Production of L-Lactic Acid in Saccharomyces cerevisiae Through Metabolic Engineering and Rational Cofactor Engineering

Microbial engineering based on synthetic biology can facilitate large-scale production of target products. In this study, the introduction of lactate dehydrogenase (LDH) enabled Saccharomyces cerevisiae to acquire the capacity for L-lactic acid (LA) production and the NADH/NAD + ratio from 0.228 to 0.156, while the subsequent modification of carbon metabolism pathway led to a rapid increase of NADH/NAD + even up to 0.337. By testing the effectiveness of four different redox systems, we demonstrated that dynamic regulation of additional redox genes to consume excessive NADH is more beneficial for LA accumulation, alleviating the negative effects of metabolic modification on hosts, and altering the distribution of metabolic flow.

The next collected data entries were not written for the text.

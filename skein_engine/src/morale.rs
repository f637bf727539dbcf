//! Morale and fleeing.
//!
//! Morale is computed, never stored:
//! `floor(base_morale × health / max_health) + 10·allies
//!  + 20 if the pack alpha is present − 15·enemies`, clamped at zero.
//! An actor below its flee threshold (and not fearless) tries the exits;
//! locked doors bar the way, the roll is an even coin from the injected
//! rng, and the destination is a uniform pick among the open exits.

use crate::accessor::StateAccessor;
use crate::rng::TurnRng;

use log::info;
use skein_data::{Actor, ActorId, LocationId};

pub const DEFAULT_BASE_MORALE: i64 = 100;
pub const DEFAULT_FLEE_THRESHOLD: i64 = 25;
const ALLY_BONUS: i64 = 10;
const ALPHA_BONUS: i64 = 20;
const ENEMY_PENALTY: i64 = 15;

/// Outcome of a flee attempt.
#[derive(Debug, Clone, PartialEq, Eq)]
pub struct FleeResult {
    pub success: bool,
    pub destination: Option<LocationId>,
    pub narration: String,
}

/// Pack-mates sharing the actor's location.
pub fn get_allies<'a>(accessor: &'a StateAccessor, actor: &Actor) -> Vec<&'a Actor> {
    let Some(pack_id) = actor.prop_str("pack_id") else {
        return Vec::new();
    };
    accessor
        .state
        .actors_in_location(&actor.location)
        .into_iter()
        .filter(|other| other.id != actor.id && other.prop_str("pack_id") == Some(pack_id))
        .collect()
}

/// Hostile non-pack actors sharing the location. The player always counts
/// as an enemy to a hostile NPC; neutral bystanders never do.
pub fn get_enemies<'a>(accessor: &'a StateAccessor, actor: &Actor) -> Vec<&'a Actor> {
    let pack_id = actor.prop_str("pack_id");
    let disposition = actor.disposition();

    accessor
        .state
        .actors_in_location(&actor.location)
        .into_iter()
        .filter(|other| {
            if other.id == actor.id {
                return false;
            }
            if pack_id.is_some() && other.prop_str("pack_id") == pack_id {
                return false;
            }
            if other.id.is_player() {
                return disposition == "hostile";
            }
            let other_disposition = other.disposition();
            if other_disposition == "neutral" {
                return false;
            }
            disposition == "hostile" && other_disposition == "hostile"
        })
        .collect()
}

/// Current morale for an actor, from scratch each time.
pub fn get_morale(accessor: &StateAccessor, actor: &Actor) -> i64 {
    let base = actor.prop_int("base_morale").unwrap_or(DEFAULT_BASE_MORALE);
    let health = actor.prop_int("health").unwrap_or(100);
    let max_health = actor.prop_int("max_health").unwrap_or(100).max(1);

    let mut morale = base * health / max_health;

    let allies = get_allies(accessor, actor);
    morale += allies.len() as i64 * ALLY_BONUS;
    if allies.iter().any(|ally| ally.prop_str("pack_role") == Some("alpha")) {
        morale += ALPHA_BONUS;
    }
    morale -= get_enemies(accessor, actor).len() as i64 * ENEMY_PENALTY;

    morale.max(0)
}

/// Should this actor try to run?
pub fn check_flee_condition(accessor: &StateAccessor, actor: &Actor) -> bool {
    if actor.prop_bool("fearless") {
        return false;
    }
    let threshold = actor.prop_int("flee_threshold").unwrap_or(DEFAULT_FLEE_THRESHOLD);
    get_morale(accessor, actor) < threshold
}

/// Try to flee the current location.
///
/// Exits guarded by a locked door are excluded. With no way out the
/// attempt fails outright; otherwise the coin decides, and success picks a
/// uniform random open exit. Tests pass `force_success` instead of
/// rolling.
pub fn attempt_flee(
    accessor: &mut StateAccessor,
    actor_id: &ActorId,
    rng: &mut TurnRng,
    force_success: Option<bool>,
) -> FleeResult {
    let Some(actor) = accessor.get_actor(actor_id) else {
        return FleeResult {
            success: false,
            destination: None,
            narration: "Invalid actor".to_string(),
        };
    };
    let actor_name = actor.name.clone();
    let location_id = actor.location.clone();
    let Some(location) = accessor.get_location(&location_id) else {
        return FleeResult {
            success: false,
            destination: None,
            narration: "Invalid location".to_string(),
        };
    };

    // open escape routes: exits whose door (if any) is not locked
    let mut open_exits: Vec<(String, LocationId)> = Vec::new();
    for (direction, exit) in &location.exits {
        let Some(destination) = &exit.to else {
            continue;
        };
        let blocked = exit
            .door_id
            .as_ref()
            .and_then(|door_id| accessor.get_item(door_id))
            .and_then(|door| door.door.as_ref())
            .is_some_and(|door| door.locked);
        if !blocked {
            open_exits.push((direction.clone(), destination.clone()));
        }
    }

    if open_exits.is_empty() {
        return FleeResult {
            success: false,
            destination: None,
            narration: format!("{actor_name} looks for an escape but there is no escape route!"),
        };
    }

    let success = force_success.unwrap_or_else(|| rng.coin_flip());
    if !success {
        return FleeResult {
            success: false,
            destination: None,
            narration: format!("{actor_name} tries to flee but fails!"),
        };
    }

    let pick = rng.pick_index(open_exits.len()).unwrap_or(0);
    let (direction, destination) = open_exits.swap_remove(pick);
    accessor.state.relocate_actor(actor_id, &destination);
    info!("'{actor_id}' fled {direction} to '{destination}'");

    FleeResult {
        success: true,
        destination: Some(destination),
        narration: format!("{actor_name} flees to the {direction}!"),
    }
}
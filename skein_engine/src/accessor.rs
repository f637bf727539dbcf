//! The state accessor: the single chokepoint for reads and mutations.
//!
//! Handlers never touch [`GameState`] fields directly. They describe
//! changes as path → value maps and call [`StateAccessor::update`], which
//! validates every path, applies the changes, keeps the denormalized
//! location lists consistent, and fires the per-entity behavior chain for
//! the verb's event. A veto from a behavior rolls this update back and
//! surfaces the feedback, so the identity laws (take∘drop, open∘close)
//! hold whether or not behaviors intervene.

use crate::behavior::{BehaviorManager, EntitySnapshot, EventContext, EventResult};
use crate::paths;

use log::debug;
use skein_data::{Actor, ActorId, EntityRef, GameState, Item, ItemId, Location, LocationId, Lock, LockId, Value};
use std::collections::BTreeMap;

/// Outcome of an [`StateAccessor::update`] call. On failure `message`
/// explains the problem; on success it carries any behavior feedback.
#[derive(Debug, Clone, Default, PartialEq, Eq)]
pub struct UpdateResult {
    pub success: bool,
    pub message: Option<String>,
}

impl UpdateResult {
    pub fn ok() -> Self {
        Self {
            success: true,
            message: None,
        }
    }

    fn ok_with(message: Option<String>) -> Self {
        Self {
            success: true,
            message,
        }
    }

    fn fail(message: impl Into<String>) -> Self {
        Self {
            success: false,
            message: Some(message.into()),
        }
    }
}

/// Mediates every read and mutation handlers and behaviors make.
pub struct StateAccessor<'a> {
    pub state: &'a mut GameState,
    manager: &'a BehaviorManager,
}

impl<'a> StateAccessor<'a> {
    pub fn new(state: &'a mut GameState, manager: &'a BehaviorManager) -> Self {
        Self { state, manager }
    }

    pub fn manager(&self) -> &'a BehaviorManager {
        self.manager
    }

    // ---- typed reads ----

    pub fn get_actor(&self, id: &ActorId) -> Option<&Actor> {
        self.state.get_actor(id)
    }

    pub fn get_item(&self, id: &ItemId) -> Option<&Item> {
        self.state.get_item(id)
    }

    pub fn get_location(&self, id: &LocationId) -> Option<&Location> {
        self.state.get_location(id)
    }

    pub fn get_lock(&self, id: &LockId) -> Option<&Lock> {
        self.state.get_lock(id)
    }

    pub fn player(&self) -> Option<&Actor> {
        self.state.player()
    }

    /// The location an actor currently occupies.
    pub fn get_current_location(&self, actor_id: &ActorId) -> Option<&Location> {
        let actor = self.get_actor(actor_id)?;
        self.get_location(&actor.location)
    }

    pub fn get_items_in_location(&self, id: &LocationId) -> Vec<&Item> {
        self.state.items_in_location(id)
    }

    pub fn get_items_in_container(&self, id: &ItemId) -> Vec<&Item> {
        self.state.items_in_container(id)
    }

    pub fn current_turn(&self) -> u64 {
        self.state.turn
    }

    /// Declared behavior-module paths for an entity, in order.
    pub fn behaviors_of(&self, entity: &EntityRef) -> Vec<String> {
        match entity {
            EntityRef::Item(id) => self.get_item(id).map(|i| i.behaviors.clone()),
            EntityRef::Actor(id) => self.get_actor(id).map(|a| a.behaviors.clone()),
            EntityRef::Location(id) => self.get_location(id).map(|l| l.behaviors.clone()),
            EntityRef::Lock(_) => None,
        }
        .unwrap_or_default()
    }

    /// Run a behavior chain outside of an update (gift delivery, gossip,
    /// turn phases).
    pub fn invoke_behavior(&mut self, entity: &EntityRef, event: &str, context: &EventContext) -> EventResult {
        let manager = self.manager;
        manager.invoke_behavior(entity, event, self, context)
    }

    // ---- mutation ----

    /// Apply a map of path-addressed changes to one entity.
    ///
    /// Changes apply in map iteration order (sorted, hence deterministic).
    /// When `verb` maps to an event, the entity's behavior chain runs with
    /// the pre-change snapshot in context; a veto rolls this update back
    /// and reports the veto's feedback. Path failures roll back likewise
    /// and return the descriptive error — handlers translate those into
    /// "inconsistent state" narration.
    pub fn update(
        &mut self,
        entity: &EntityRef,
        changes: &BTreeMap<String, Value>,
        verb: Option<&str>,
        actor_id: Option<&ActorId>,
    ) -> UpdateResult {
        let Some(snapshot) = self.snapshot(entity) else {
            return UpdateResult::fail(format!("unknown {} '{}'", entity.kind(), entity.id_str()));
        };

        for (path, value) in changes {
            if let Err(err) = self.apply_one(entity, path, value.clone()) {
                debug!("update of {entity} failed at '{path}': {err}");
                self.restore(snapshot);
                return UpdateResult::fail(err);
            }
        }

        let Some(verb) = verb else {
            return UpdateResult::ok();
        };
        let Some(event) = self.manager.event_for_verb(verb).map(str::to_string) else {
            return UpdateResult::ok();
        };
        let fallback = self.manager.fallback_event_for_verb(verb).map(str::to_string);

        let mut context = EventContext {
            verb: Some(verb.to_string()),
            actor_id: actor_id.cloned(),
            ..EventContext::default()
        };
        context.snapshot = Some(snapshot.clone());

        let manager = self.manager;
        let outcome = manager.invoke_with_fallback(entity, &event, fallback.as_deref(), self, &context);
        if outcome.allow {
            UpdateResult::ok_with(outcome.feedback)
        } else {
            self.restore(snapshot);
            UpdateResult {
                success: false,
                message: outcome.feedback,
            }
        }
    }

    fn apply_one(&mut self, entity: &EntityRef, path: &str, value: Value) -> Result<(), String> {
        match entity {
            EntityRef::Item(id) => {
                if path == "location" {
                    // route through relocation so location lists stay true
                    let Value::Str(dest) = value else {
                        return Err("field 'location' takes a reference string".to_string());
                    };
                    if !self.state.items.contains_key(id) {
                        return Err(format!("unknown item '{id}'"));
                    }
                    self.state.relocate_item(id, &dest);
                    Ok(())
                } else {
                    let item = self
                        .state
                        .get_item_mut(id)
                        .ok_or_else(|| format!("unknown item '{id}'"))?;
                    paths::apply_to_item(item, path, value)
                }
            },
            EntityRef::Actor(id) => {
                if path == "location" {
                    let Value::Str(dest) = value else {
                        return Err("field 'location' takes a location id".to_string());
                    };
                    if !self.state.actors.contains_key(id) {
                        return Err(format!("unknown actor '{id}'"));
                    }
                    self.state.relocate_actor(id, &LocationId::from(dest.as_str()));
                    Ok(())
                } else {
                    let actor = self
                        .state
                        .get_actor_mut(id)
                        .ok_or_else(|| format!("unknown actor '{id}'"))?;
                    paths::apply_to_actor(actor, path, value)
                }
            },
            EntityRef::Location(id) => {
                let location = self
                    .state
                    .get_location_mut(id)
                    .ok_or_else(|| format!("unknown location '{id}'"))?;
                paths::apply_to_location(location, path, value)
            },
            EntityRef::Lock(id) => Err(format!("lock '{id}' is immutable at runtime")),
        }
    }

    fn snapshot(&self, entity: &EntityRef) -> Option<EntitySnapshot> {
        match entity {
            EntityRef::Item(id) => self.get_item(id).cloned().map(Box::new).map(EntitySnapshot::Item),
            EntityRef::Actor(id) => self.get_actor(id).cloned().map(Box::new).map(EntitySnapshot::Actor),
            EntityRef::Location(id) => self
                .get_location(id)
                .cloned()
                .map(Box::new)
                .map(EntitySnapshot::Location),
            EntityRef::Lock(_) => None,
        }
    }

    /// Put an entity back the way the snapshot remembers it, re-syncing
    /// location lists when the entity had moved.
    fn restore(&mut self, snapshot: EntitySnapshot) {
        match snapshot {
            EntitySnapshot::Item(item) => {
                let id = item.id.clone();
                self.state.relocate_item(&id, &item.location);
                if let Some(slot) = self.state.items.get_mut(&id) {
                    *slot = *item;
                }
            },
            EntitySnapshot::Actor(actor) => {
                let id = actor.id.clone();
                self.state.relocate_actor(&id, &actor.location);
                if let Some(slot) = self.state.actors.get_mut(&id) {
                    *slot = *actor;
                }
            },
            EntitySnapshot::Location(location) => {
                let id = location.id.clone();
                if let Some(slot) = self.state.locations.get_mut(&id) {
                    *slot = *location;
                }
            },
        }
    }
}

We first reported expression of GLT1 which coding glutamate synthase has the strongest ability to increase LA production and reduce NADH/NAD + . Combining metabolic engineering and cofactor engineering, the LA yield reached from 0.04 g/g to 0.37 g/g in YNB medium. Subsequently, strain PK27 produced 37.94 g/L LA with production yield of 0.66 g/g in YPD medium. Finally, the results could provide a reference that the potential under poor nutrient culture conditions and the direction and intensity of regulation of intracellular NADH/NAD + for LA accumulation.